Это — формы языка поэтические. Они суть отношения к логической форме дифференциала, устанавливаемого поэтом через приращение онтического значения синтагмы к логической форме. Они — производные от логических форм. Получается sui generis поэтическая логика, аналогон «логической» — учение о внутренних формах поэтического выражения. У этих форм свое отношение к предмету, дифференцированное по сравнению с отношением логических форм, и постольку здесь можно говорить о третьем роде истины. Рядом с истиной трансцендентальной (материальной) и логической получается истина поэтическая как соответствие синтагмы предмету, хотя бы реально несуществующему, «фантастическому», фиктивному, но тем не менее логически оформленному. В игре поэтических форм может быть достигнута полная эмансипация от существующих вещей. Но свою sui generis логику эти вещи сохраняют. А вместе сохраняют и смысл, так как эмансипация от вещей не есть эмансипация от смысла, который налицо, раз налицо фундирующие игру фантазии логические формы.

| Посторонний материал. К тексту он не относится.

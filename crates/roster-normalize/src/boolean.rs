//! Yes/no flag coercion.

/// Tokens (compared case-insensitively) that coerce to `true`.
pub const TRUE_TOKENS: [&str; 7] = ["y", "yes", "true", "1", "t", "✓", "✔"];

/// Coerces a flag cell. Anything outside [`TRUE_TOKENS`], including an
/// empty or missing cell, is `false`.
pub fn coerce_bool(raw: Option<&str>) -> bool {
    let Some(value) = raw.map(str::trim).filter(|v| !v.is_empty()) else {
        return false;
    };
    let lowered = value.to_lowercase();
    TRUE_TOKENS.contains(&lowered.as_str())
}
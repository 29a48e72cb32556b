//! Row-level error types.

use std::fmt;

use thiserror::Error;

use roster_model::GuardianSlot;
use roster_normalize::RowValidationError;
use roster_store::StoreError;

/// The write step of a row that failed.
#[derive(Debug, Clone, Copy, PartialEq, Eq)]
pub enum CommitStep {
    Begin,
    School,
    Student,
    Guardian(GuardianSlot),
    Link(GuardianSlot),
    Classroom,
    Enrollment,
    Commit,
}

impl fmt::Display for CommitStep {
    fn fmt(&self, f: &mut fmt::Formatter<'_>) -> fmt::Result {
        match self {
            CommitStep::Begin => f.write_str("begin"),
            CommitStep::School => f.write_str("school"),
            CommitStep::Student => f.write_str("student"),
            CommitStep::Guardian(slot) => write!(f, "guardian {}", slot.number()),
            CommitStep::Link(slot) => write!(f, "guardian {} link", slot.number()),
            CommitStep::Classroom => f.write_str("classroom"),
            CommitStep::Enrollment => f.write_str("enrollment"),
            CommitStep::Commit => f.write_str("commit"),
        }
    }
}

/// A storage failure inside one row's transaction. The row was rolled back.
#[derive(Debug, Error)]
#[error("{step}: {source}")]
pub struct RowCommitError {
    pub step: CommitStep,
    #[source]
    pub source: StoreError,
}

impl RowCommitError {
    pub(crate) fn at(step: CommitStep) -> impl FnOnce(StoreError) -> RowCommitError {
        move |source| RowCommitError { step, source }
    }

    /// Lock contention outlasted the busy timeout; retrying the row may succeed.
    pub fn is_busy(&self) -> bool {
        self.source.is_busy()
    }
}

/// Why a row did not commit.
#[derive(Debug, Error)]
pub enum RowError {
    /// Skipped before any write.
    #[error(transparent)]
    Validation(#[from] RowValidationError),

    /// Rolled back after a storage failure.
    #[error(transparent)]
    Commit(#[from] RowCommitError),
}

Через конструкцию этих форм слово выполняет особую, свою — поэтическую — функцию. Рядом с синтагмой, ноэмой и пр. нужно говорить о поэмах, и соответственно о поэзах, и вообще о поэтическом сознании. Наука, обнимающая эти проблемы, есть Поэтика. Ее понятие шире поэтической логики, потому что у нее есть также проблема поэтической фонетики, поэтической морфологии, поэтического синтаксиса (inventio), поэтической стилистики (dispositio), поэтической семасиологии, поэтической риторики (elocutio) и т. п. Поэтика в широком смысле есть грамматика поэтического языка и поэтической мысли. А с другой стороны, грамматика мысли есть логика. Поэтическая логика, т. е. логика поэтического языка как учения о формах поэтического выражения мысли (изложения), — аналогон логике научной или терминированной мысли, т. е. учения о формах научного изложения.

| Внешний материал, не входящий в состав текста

//! Per-row write transaction with natural-key upserts.
//!
//! Every upsert is `INSERT ... ON CONFLICT DO NOTHING` followed, when nothing
//! was inserted, by an update or lookup on the same natural key. Inside an
//! `IMMEDIATE` transaction the pair cannot race with another writer.

use rusqlite::{OptionalExtension, Transaction, params};
use tracing::trace;
use uuid::Uuid;

use roster_model::{Gender, NormalizedGuardian, NormalizedStudent, TenantId};

use crate::error::{Result, StoreError};
use crate::types::Upserted;

fn new_id() -> String {
    Uuid::new_v4().to_string()
}

/// An open write transaction. Dropped without [`StoreTx::commit`], it rolls back.
pub struct StoreTx<'conn> {
    tx: Transaction<'conn>,
    now: String,
}

impl<'conn> StoreTx<'conn> {
    pub(crate) fn new(tx: Transaction<'conn>) -> Self {
        Self {
            tx,
            now: chrono::Utc::now().to_rfc3339(),
        }
    }

    /// School keyed by `(tenant, name)`. An existing school is never modified.
    pub fn upsert_school(&self, tenant: &TenantId, name: &str) -> Result<Upserted> {
        let id = new_id();
        let inserted = self
            .tx
            .execute(
                "INSERT INTO schools(id, tenant_id, name, created_at) VALUES (?1, ?2, ?3, ?4)
                 ON CONFLICT(tenant_id, name) DO NOTHING",
                params![id, tenant.as_str(), name, self.now],
            )
            .map_err(StoreError::op("insert school"))?;
        if inserted == 1 {
            trace!(%id, "created school");
            return Ok(Upserted::created(id));
        }
        let existing = self
            .tx
            .query_row(
                "SELECT id FROM schools WHERE tenant_id = ?1 AND name = ?2",
                params![tenant.as_str(), name],
                |row| row.get(0),
            )
            .map_err(StoreError::op("find school"))?;
        Ok(Upserted::matched(existing))
    }

    /// Student keyed by `(tenant, external_id)`.
    ///
    /// Without an external id there is no natural key and a new student is
    /// always inserted. On a match, names are replaced and every other field
    /// only by a present value. Derived pronouns never replace pronouns that
    /// were read from a roster.
    pub fn upsert_student(
        &self,
        student: &NormalizedStudent,
        school_id: Option<&str>,
    ) -> Result<Upserted> {
        let id = new_id();
        let tenant = student.tenant_id.as_str();
        let gender = student.gender.as_ref().map(Gender::as_str);
        let inserted = self
            .tx
            .execute(
                "INSERT INTO students(
                    id, tenant_id, external_id, first_name, last_name, grade, email, gender,
                    pronouns, pronouns_derived, iep, ell, medical, school_id, created_at, updated_at)
                 VALUES (?1, ?2, ?3, ?4, ?5, ?6, ?7, ?8, ?9, ?10, ?11, ?12, ?13, ?14, ?15, ?15)
                 ON CONFLICT(tenant_id, external_id) DO NOTHING",
                params![
                    id,
                    tenant,
                    student.external_id,
                    student.first,
                    student.last,
                    student.grade,
                    student.email,
                    gender,
                    student.pronouns,
                    student.pronouns_derived,
                    student.iep.unwrap_or(false),
                    student.ell.unwrap_or(false),
                    student.medical.unwrap_or(false),
                    school_id,
                    self.now,
                ],
            )
            .map_err(StoreError::op("insert student"))?;
        if inserted == 1 {
            trace!(%id, "created student");
            return Ok(Upserted::created(id));
        }

        let existing = self
            .tx
            .query_row(
                "UPDATE students SET
                    first_name = ?3,
                    last_name = ?4,
                    grade = COALESCE(?5, grade),
                    email = COALESCE(?6, email),
                    gender = COALESCE(?7, gender),
                    pronouns = CASE
                        WHEN ?8 IS NULL OR (?9 AND pronouns IS NOT NULL AND NOT pronouns_derived)
                        THEN pronouns ELSE ?8 END,
                    pronouns_derived = CASE
                        WHEN ?8 IS NULL OR (?9 AND pronouns IS NOT NULL AND NOT pronouns_derived)
                        THEN pronouns_derived ELSE ?9 END,
                    iep = COALESCE(?10, iep),
                    ell = COALESCE(?11, ell),
                    medical = COALESCE(?12, medical),
                    school_id = COALESCE(?13, school_id),
                    updated_at = ?14
                 WHERE tenant_id = ?1 AND external_id = ?2
                 RETURNING id",
                params![
                    tenant,
                    student.external_id,
                    student.first,
                    student.last,
                    student.grade,
                    student.email,
                    gender,
                    student.pronouns,
                    student.pronouns_derived,
                    student.iep,
                    student.ell,
                    student.medical,
                    school_id,
                    self.now,
                ],
                |row| row.get(0),
            )
            .map_err(StoreError::op("update student"))?;
        Ok(Upserted::matched(existing))
    }

    /// Guardian keyed by `(tenant, dedupe_key)`.
    ///
    /// On a match the phone is refreshed when present, and the name is
    /// replaced unless the incoming name was synthesized.
    pub fn upsert_guardian(
        &self,
        tenant: &TenantId,
        guardian: &NormalizedGuardian,
        dedupe_key: &str,
    ) -> Result<Upserted> {
        let id = new_id();
        let inserted = self
            .tx
            .execute(
                "INSERT INTO guardians(id, tenant_id, dedupe_key, name, email, phone, created_at, updated_at)
                 VALUES (?1, ?2, ?3, ?4, ?5, ?6, ?7, ?7)
                 ON CONFLICT(tenant_id, dedupe_key) DO NOTHING",
                params![
                    id,
                    tenant.as_str(),
                    dedupe_key,
                    guardian.name,
                    guardian.email,
                    guardian.phone,
                    self.now,
                ],
            )
            .map_err(StoreError::op("insert guardian"))?;
        if inserted == 1 {
            trace!(%id, "created guardian");
            return Ok(Upserted::created(id));
        }

        let existing = self
            .tx
            .query_row(
                "UPDATE guardians SET
                    name = CASE WHEN ?3 THEN name ELSE ?4 END,
                    email = COALESCE(email, ?5),
                    phone = COALESCE(?6, phone),
                    updated_at = ?7
                 WHERE tenant_id = ?1 AND dedupe_key = ?2
                 RETURNING id",
                params![
                    tenant.as_str(),
                    dedupe_key,
                    guardian.synthesized_name,
                    guardian.name,
                    guardian.email,
                    guardian.phone,
                    self.now,
                ],
                |row| row.get(0),
            )
            .map_err(StoreError::op("update guardian"))?;
        Ok(Upserted::matched(existing))
    }

    /// Links a guardian to a student. Returns `true` when the link is new.
    ///
    /// An existing link keeps its relationship label; a missing label is
    /// filled in.
    pub fn link_guardian(
        &self,
        tenant: &TenantId,
        student_id: &str,
        guardian_id: &str,
        relationship: Option<&str>,
    ) -> Result<bool> {
        let inserted = self
            .tx
            .execute(
                "INSERT INTO student_guardians(tenant_id, student_id, guardian_id, relationship, created_at)
                 VALUES (?1, ?2, ?3, ?4, ?5)
                 ON CONFLICT(tenant_id, student_id, guardian_id) DO NOTHING",
                params![tenant.as_str(), student_id, guardian_id, relationship, self.now],
            )
            .map_err(StoreError::op("link guardian"))?;
        if inserted == 0 && relationship.is_some() {
            self.tx
                .execute(
                    "UPDATE student_guardians SET relationship = ?4
                     WHERE tenant_id = ?1 AND student_id = ?2 AND guardian_id = ?3
                       AND relationship IS NULL",
                    params![tenant.as_str(), student_id, guardian_id, relationship],
                )
                .map_err(StoreError::op("label guardian link"))?;
        }
        Ok(inserted == 1)
    }

    /// Classroom keyed by `(tenant, name)`. An existing classroom only has
    /// its missing grade and school filled in.
    pub fn upsert_classroom(
        &self,
        tenant: &TenantId,
        name: &str,
        grade: Option<&str>,
        school_id: Option<&str>,
    ) -> Result<Upserted> {
        let id = new_id();
        let inserted = self
            .tx
            .execute(
                "INSERT INTO classrooms(id, tenant_id, name, grade, school_id, created_at)
                 VALUES (?1, ?2, ?3, ?4, ?5, ?6)
                 ON CONFLICT(tenant_id, name) DO NOTHING",
                params![id, tenant.as_str(), name, grade, school_id, self.now],
            )
            .map_err(StoreError::op("insert classroom"))?;
        if inserted == 1 {
            trace!(%id, "created classroom");
            return Ok(Upserted::created(id));
        }
        let existing = self
            .tx
            .query_row(
                "UPDATE classrooms SET
                    grade = COALESCE(grade, ?3),
                    school_id = COALESCE(school_id, ?4)
                 WHERE tenant_id = ?1 AND name = ?2
                 RETURNING id",
                params![tenant.as_str(), name, grade, school_id],
                |row| row.get(0),
            )
            .map_err(StoreError::op("update classroom"))?;
        Ok(Upserted::matched(existing))
    }

    /// Id of an existing classroom, without creating one.
    pub fn find_classroom_id(&self, tenant: &TenantId, name: &str) -> Result<Option<String>> {
        self.tx
            .query_row(
                "SELECT id FROM classrooms WHERE tenant_id = ?1 AND name = ?2",
                params![tenant.as_str(), name],
                |row| row.get(0),
            )
            .optional()
            .map_err(StoreError::op("find classroom"))
    }

    /// Enrolls a student in a classroom. Returns `true` when the enrollment is new.
    pub fn enroll(&self, tenant: &TenantId, classroom_id: &str, student_id: &str) -> Result<bool> {
        let inserted = self
            .tx
            .execute(
                "INSERT INTO enrollments(tenant_id, classroom_id, student_id, created_at)
                 VALUES (?1, ?2, ?3, ?4)
                 ON CONFLICT(tenant_id, classroom_id, student_id) DO NOTHING",
                params![tenant.as_str(), classroom_id, student_id, self.now],
            )
            .map_err(StoreError::op("enroll student"))?;
        Ok(inserted == 1)
    }

    /// Makes every write of this transaction durable.
    pub fn commit(self) -> Result<()> {
        self.tx.commit().map_err(StoreError::op("commit"))
    }
}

Примечание. В противоположность внешним формам звукового сочетания, поэтические формы также могут быть названы внутренними формами. В не всегда ясном изложении Гумбольдта, которое можно толковать так и этак, стоит вдуматься в следующее, например, утверждение: в отличие от внешней формы и в противоположность ей характер языков состоит «в особом способе соединения мысли со звуками» (in der Art der Verbindung des Gedanken mit den Lauten [4]). Внутренняя поэтическая форма непременно прикреплена к синтаксису. Иначе как бы узнать ее? Иначе была бы поэзия без слов!.. Следовательно, она дана в выражении синтагмы внешне и чувственно — совершенно так же, конечно, как и деловая, житейская, прагматическая речь, и точно так же, как научная терминированная. Из их взаимного сравнения, противопоставления и отношения уясняется специфическая их природа и «законы» каждой.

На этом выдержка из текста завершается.